- Migrants who are being turned away from New York City shelters are being given the option to leave at the city’s expense, but dozens told the Daily Caller News Foundation they do not intend to leave.
- The city recently established a reticketing center for migrants where they can get free, one-way plane tickets to another location.
- “I already started my asylum process. Besides, as a gay, I don’t want to continue suffering. The life of a gay and immigrant is not easy,” Susej, a Venezuelan migrant, told the DCNF.
New York City is trying to expel migrants by offering them plane tickets to leave for other states, or places outside of the country, but many of them don’t want to leave, according to dozens of migrants the Daily Caller News Foundation interviewed.
Migrants entering the reticketing center, which the city recently established to help migrants leave the area, told the DCNF that they don’t want to go elsewhere because they came to New York City for the resources it provides as a sanctuary city. The reticketing center is located in the since-closed St. Brigid School in the Lower East Side of Manhattan, where migrants can get a free, one-way ticket to the location of their choice provided by the city government.
“Visit the center where you can be provided with a ticket to travel anywhere,” a city flyer that was distributed to migrants and shown to the DCNF read.
Susej, a Venezuelan migrant, told the DCNF that he does not plan to leave the city despite the possibility of soon facing eviction. He is currently staying in a hostel until Nov. 12, but may “have to sleep on the street” if he cannot find another shelter, he said.
“I already started my asylum process. Besides, as a gay, I don’t want to continue suffering. The life of a gay and immigrant is not easy,” Susej said. “If I had a job, I wouldn’t bother any shelter because I know that as immigrants we are already one more nuisance because of the bad people in my country who do bad acts that make us look bad, when in reality not all of us are doing wrong.”
A second migrant from Venezuela has been sleeping on the subway because he was told there was no shelter for him, but he still wants to stay in the city, he told the DCNF. Others were being turned away at the reticketing center due to lack of shelter, as well.

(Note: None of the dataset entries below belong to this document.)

use std::sync::Arc;

use axum::{
    Json,
    extract::{Path, Query, RawQuery, State},
    http::{HeaderMap, HeaderValue, StatusCode},
    response::{IntoResponse, Redirect, Response},
};
use chrono::Duration;
use serde::Deserialize;
use serde_json::{Value, json};

use super::response::{
    API_VERSION, API_VERSION_HEADER, ApiError, challenge_headers, name_unknown, relay, unauthorized,
    unsupported,
};
use super::router::AppState;
use super::{authorization, cert_blob, is_flatpak, request_host};
use crate::auth::{UNAUTHENTICATED_TOKEN, UNAUTHORIZED_TOKEN, basic_username, cert};
use crate::error::{Error, Result};
use crate::gateway::repository_names;
use crate::types::Identity;
use crate::upstream::{TokenPayload, UpstreamResponse};

fn api_version() -> (&'static str, HeaderValue) {
    (API_VERSION_HEADER, HeaderValue::from_static(API_VERSION))
}

async fn resolve_identity(state: &AppState, headers: &HeaderMap) -> Result<Identity> {
    let cert = cert_blob(headers);
    let auth = authorization(headers);
    state.resolver.resolve(cert.as_deref(), auth.as_deref()).await
}

/// A node seen for the first time has no edges yet; fetch its repository
/// list from the identity provider and store it before answering.
async fn ensure_node_mapping(state: &AppState, uuid: &str) -> Result<()> {
    if state.gateway.node(uuid)?.is_some() {
        return Ok(());
    }
    let response = state.foreman.fetch_node_repositories(uuid).await?;
    if !response.is_success() {
        return Err(Error::upstream_status(
            response.status,
            "could not fetch node repositories",
        ));
    }
    let body: Value = response.json()?;
    let names = repository_names(body.get("repositories").unwrap_or(&Value::Null));
    state.gateway.replace_node_repositories(uuid, &names)
}

/// `GET /v2/`: upstream ping, gated on a resolved identity. The
/// "unauthorized" sentinel counts as resolved here: the client proved it
/// talked to the identity provider, it just has no access yet.
pub async fn ping(State(state): State<Arc<AppState>>, headers: HeaderMap) -> Response {
    let host = request_host(&headers);
    let identity = match resolve_identity(&state, &headers).await {
        Ok(identity) => identity,
        Err(Error::Unauthorized) => return unauthorized(&host),
        Err(err) => return ApiError::from(err).into_response(),
    };
    if !matches!(
        identity,
        Identity::Account(_) | Identity::Node(_) | Identity::UnauthorizedToken
    ) {
        return unauthorized(&host);
    }

    match state.registry.ping(&headers).await {
        Ok(upstream) => {
            let mut response = relay(upstream);
            let (name, value) = api_version();
            response.headers_mut().insert(name, value);
            response
        }
        Err(err) => ApiError::from(err).into_response(),
    }
}

/// `GET /index/static`: the flatpak static index. Certificate identities
/// get the upstream document with `Results` filtered down to their catalog;
/// everyone else gets it as is.
pub async fn static_index(
    State(state): State<Arc<AppState>>,
    RawQuery(query): RawQuery,
    headers: HeaderMap,
) -> Response {
    let upstream = match state.registry.static_index(&headers, query.as_deref()).await {
        Ok(upstream) => upstream,
        Err(err) => return ApiError::from(err).into_response(),
    };
    if upstream.status >= 400 {
        return relay(upstream);
    }

    let Some(uuid) = cert_blob(&headers).as_deref().and_then(cert::subject_common_name) else {
        return relay(upstream);
    };
    if let Err(err) = ensure_node_mapping(&state, &uuid).await {
        return ApiError::from(err).into_response();
    }
    let catalog = match state.gateway.catalog(&Identity::Node(uuid)) {
        Ok(names) => names,
        Err(err) => return ApiError::from(err).into_response(),
    };

    let mut index: Value = match upstream.json() {
        Ok(index) => index,
        Err(err) => return ApiError::from(err).into_response(),
    };
    let Some(results) = index.get_mut("Results").and_then(Value::as_array_mut) else {
        return ApiError::bad_request("the index document has no Results key").into_response();
    };
    results.retain(|result| {
        result
            .get("Name")
            .and_then(Value::as_str)
            .is_some_and(|name| catalog.iter().any(|repo| repo == name))
    });
    Json(index).into_response()
}

#[derive(Deserialize)]
pub struct TokenParams {
    account: Option<String>,
    scope: Option<String>,
}

fn malformed_token() -> Response {
    ApiError::bad_gateway("Received malformed token response").into_response()
}

/// `GET /v2/token`: delegated token issue. The provider's body is relayed
/// verbatim; the gateway keeps only the checksum and refreshes the account's
/// repository mapping along the way.
pub async fn token(
    State(state): State<Arc<AppState>>,
    Query(params): Query<TokenParams>,
    headers: HeaderMap,
) -> Response {
    let auth = authorization(&headers);

    // Flatpak clients omit the account param podman sends; their Basic
    // header carries the username instead.
    let mut account = params.account.clone();
    if account.is_none() && is_flatpak(&headers) {
        account = auth.as_deref().and_then(basic_username);
    }

    let upstream = match state
        .foreman
        .fetch_token(auth.as_deref(), account.as_deref(), params.scope.as_deref())
        .await
    {
        Ok(upstream) => upstream,
        Err(err) => return ApiError::from(err).into_response(),
    };
    if upstream.status != 200 {
        return relay(upstream);
    }

    let payload: TokenPayload = match upstream.json() {
        Ok(payload) => payload,
        Err(_) => return malformed_token(),
    };
    let Some(raw_token) = payload.token else {
        return malformed_token();
    };
    if raw_token == UNAUTHORIZED_TOKEN {
        return (StatusCode::UNAUTHORIZED, [api_version()], "unauthorized").into_response();
    }

    // An unauthenticated exchange still gets the provider's body back, but
    // nothing is persisted for it.
    if raw_token != UNAUTHENTICATED_TOKEN {
        let Some(account) = account.as_deref() else {
            return ApiError::bad_request("account parameter is required").into_response();
        };
        // issued_at is optional per OAuth2; fall back to the response Date.
        let Some(issued_at) = payload.issued_at.or(upstream.date) else {
            return malformed_token();
        };
        let expire_at = issued_at + Duration::seconds(payload.expires_in.unwrap_or(60));
        if let Err(err) = state.tokens.issue(account, &raw_token, expire_at, true) {
            return ApiError::from(err).into_response();
        }

        let repos = match state
            .foreman
            .fetch_account_repositories(auth.as_deref(), Some(account))
            .await
        {
            Ok(repos) => repos,
            Err(err) => return ApiError::from(err).into_response(),
        };
        if !repos.is_success() {
            return relay(repos);
        }
        let body: Value = match repos.json() {
            Ok(body) => body,
            Err(err) => return ApiError::from(err).into_response(),
        };
        let names = repository_names(body.get("repositories").unwrap_or(&Value::Null));
        if let Err(err) = state.gateway.replace_account_repositories(account, &names) {
            return ApiError::from(err).into_response();
        }
    }

    (StatusCode::OK, [api_version()], upstream.body).into_response()
}

/// `GET /v2/_catalog`: the repository names visible to the caller.
pub async fn catalog(State(state): State<Arc<AppState>>, headers: HeaderMap) -> Response {
    let host = request_host(&headers);

    if let Some(uuid) = cert_blob(&headers).as_deref().and_then(cert::subject_common_name) {
        if let Err(err) = ensure_node_mapping(&state, &uuid).await {
            return ApiError::from(err).into_response();
        }
        return match state.gateway.catalog(&Identity::Node(uuid)) {
            Ok(names) => Json(json!({ "repositories": names })).into_response(),
            Err(err) => ApiError::from(err).into_response(),
        };
    }

    let Some(auth) = authorization(&headers) else {
        return unauthorized(&host);
    };
    let identity = match state.resolver.resolve(None, Some(&auth)).await {
        Ok(identity) => identity,
        Err(Error::Unauthorized) => return unauthorized(&host),
        Err(err) => return ApiError::from(err).into_response(),
    };
    // Sentinel tokens see the public catalog; everything else needs a real
    // account behind it.
    let identity = match identity {
        Identity::Account(_) => identity,
        Identity::UnauthorizedToken | Identity::UnauthenticatedToken => Identity::Anonymous,
        _ => return unauthorized(&host),
    };

    match state.gateway.catalog(&identity) {
        Ok(names) => Json(json!({ "repositories": names })).into_response(),
        Err(err) => ApiError::from(err).into_response(),
    }
}

#[derive(Deserialize)]
pub struct PullParams {
    n: Option<String>,
    last: Option<String>,
}

enum PullRequest {
    Manifest { repository: String, tag: String },
    Blob { repository: String, digest: String },
    Tags { repository: String },
}

/// Splits the `/v2/{*rest}` remainder. Repository names contain slashes, so
/// the operation keyword is found from the right.
fn parse_pull_path(rest: &str) -> Option<PullRequest> {
    let segments: Vec<&str> = rest.split('/').filter(|s| !s.is_empty()).collect();
    let len = segments.len();
    if len >= 3 && segments[len - 2] == "tags" && segments[len - 1] == "list" {
        return Some(PullRequest::Tags {
            repository: segments[..len - 2].join("/"),
        });
    }
    if len >= 3 && segments[len - 2] == "manifests" {
        return Some(PullRequest::Manifest {
            repository: segments[..len - 2].join("/"),
            tag: segments[len - 1].to_string(),
        });
    }
    if len >= 3 && segments[len - 2] == "blobs" {
        return Some(PullRequest::Blob {
            repository: segments[..len - 2].join("/"),
            digest: segments[len - 1].to_string(),
        });
    }
    None
}

/// Decides whether this request may pull from `repository`. Denials answer
/// NAME_UNKNOWN regardless of why, so callers cannot probe for existence.
async fn authorize_pull(
    state: &AppState,
    headers: &HeaderMap,
    repository: &str,
) -> std::result::Result<(), Response> {
    let deny = || {
        let mut response = name_unknown();
        response
            .headers_mut()
            .extend(challenge_headers(&request_host(headers)));
        response
    };

    if let Some(uuid) = cert_blob(headers).as_deref().and_then(cert::subject_common_name) {
        if let Err(err) = ensure_node_mapping(state, &uuid).await {
            return Err(ApiError::from(err).into_response());
        }
        return match state
            .gateway
            .authorized_for_repo(repository, &Identity::Node(uuid))
        {
            Ok(true) => Ok(()),
            Ok(false) => Err(deny()),
            Err(err) => Err(ApiError::from(err).into_response()),
        };
    }

    let auth = authorization(headers);
    let identity = match state.resolver.resolve(None, auth.as_deref()).await {
        Ok(Identity::Account(name)) => Identity::Account(name),
        // An unusable credential still reaches public repositories.
        Ok(_) | Err(Error::Unauthorized) => Identity::Anonymous,
        Err(err) => return Err(ApiError::from(err).into_response()),
    };

    match state.gateway.authorized_for_repo(repository, &identity) {
        Ok(true) => Ok(()),
        Ok(false) => Err(deny()),
        Err(err) => Err(ApiError::from(err).into_response()),
    }
}

fn redirect_to_client(upstream: &UpstreamResponse, client_endpoint: &str) -> Option<Response> {
    let location = upstream.location.as_deref()?;
    let mut target = reqwest::Url::parse(location).ok()?;
    let client = reqwest::Url::parse(client_endpoint).ok()?;
    target.set_host(client.host_str()).ok()?;
    Some(Redirect::temporary(target.as_str()).into_response())
}

/// `GET /v2/{repo...}/manifests/{tag}`, `/blobs/{digest}` and `/tags/list`.
/// Content responses are redirected at the client endpoint; the bytes never
/// flow through the gateway.
pub async fn proxy(
    State(state): State<Arc<AppState>>,
    Path(rest): Path<String>,
    Query(params): Query<PullParams>,
    headers: HeaderMap,
) -> Response {
    let Some(request) = parse_pull_path(&rest) else {
        return name_unknown();
    };
    let repository = match &request {
        PullRequest::Manifest { repository, .. }
        | PullRequest::Blob { repository, .. }
        | PullRequest::Tags { repository } => repository.clone(),
    };
    if let Err(denied) = authorize_pull(&state, &headers, &repository).await {
        return denied;
    }

    let upstream = match &request {
        PullRequest::Manifest { repository, tag } => {
            state.registry.manifests(repository, tag, &headers).await
        }
        PullRequest::Blob { repository, digest } => {
            state.registry.blobs(repository, digest, &headers).await
        }
        PullRequest::Tags { repository } => {
            state
                .registry
                .tags(repository, &headers, params.n.as_deref(), params.last.as_deref())
                .await
        }
    };
    let upstream = match upstream {
        Ok(upstream) => upstream,
        Err(err) => return ApiError::from(err).into_response(),
    };

    match request {
        PullRequest::Tags { .. } => {
            let link = upstream
                .link
                .as_deref()
                .and_then(|l| HeaderValue::from_str(l).ok())
                .unwrap_or(HeaderValue::from_static(""));
            let mut response = relay(upstream);
            response.headers_mut().insert("link", link);
            response
        }
        _ => {
            if upstream.status >= 400 {
                return relay(upstream);
            }
            redirect_to_client(&upstream, &state.client_endpoint)
                .unwrap_or_else(|| relay(upstream))
        }
    }
}

/// Push-side endpoints are refused outright; this is a pull-through gateway.
pub async fn push_rejected() -> Response {
    unsupported()
}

A migrant from Turkey, who asked to remain anonymous due to threats in his home country, told the DCNF that he’s choosing to stay in the hopes that the sanctuary city will help him get his driver’s license and work.
“My goal is … to become a truck driver and work long distances,” he said. “I don’t feel safe if I return to my country. That’s why I came. I took refuge in the U.S., it is not that easy to leave.”
“It makes us feels sad that they don’t want us,” the migrant added, saying he’d rather serve the U.S. military than that of Turkey.
The migrants who spoke to the DCNF came from all over the world, including China, Morocco, Nigeria, Mauritania, Senegal, Turkey, Russia, Venezuela, Chile, Honduras and Ecuador. Some of them had been in New York City for months, and others for days.
New York City sees providing one-way airline tickets as a cheaper solution than sheltering migrants long-term, as it has cared for roughly 130,000 migrants since 2022, according to Politico. The city is evicting some migrants out of shelters after 30 days, The City reported.
New York City deployed flyers to the southern border over the summer to send the message that it has run out of room for migrants. The flyers asked migrants to consider choosing another city to travel to.
“When you are out of room, that means you’re out of room,” Democratic New York City Mayor Eric Adams recently told reporters. “Every year, my relatives show up for Thanksgiving, and they want to all sleep at my house. There’s no more room. That’s where we are right now.”
Out of dozens of migrants the DCNF talked to outside of the reticketing center, only three said that they were choosing to leave New York City for Boston, New Jersey and Washington, D.C.
“No one cares about our problems,” Jesus from Venezuela told the DCNF after arriving in Washington D.C., through the reticketing process. “Yesterday, I stayed in a hospital, I have nowhere to be.”
The number of illegal migrants that got into the U.S. in fiscal year 2023 surpassed the populations of 11 states, a recent DCNF review of federal data found.
“There aren’t resources here. I like New York, but there’s not much work here,” a migrant from Honduras named Antonio, who was heading to New Jersey, told the DCNF.
Adam’s office didn’t respond to the DCNF’s request for comment and didn’t respond to a question about how many migrants chose to be reticketed.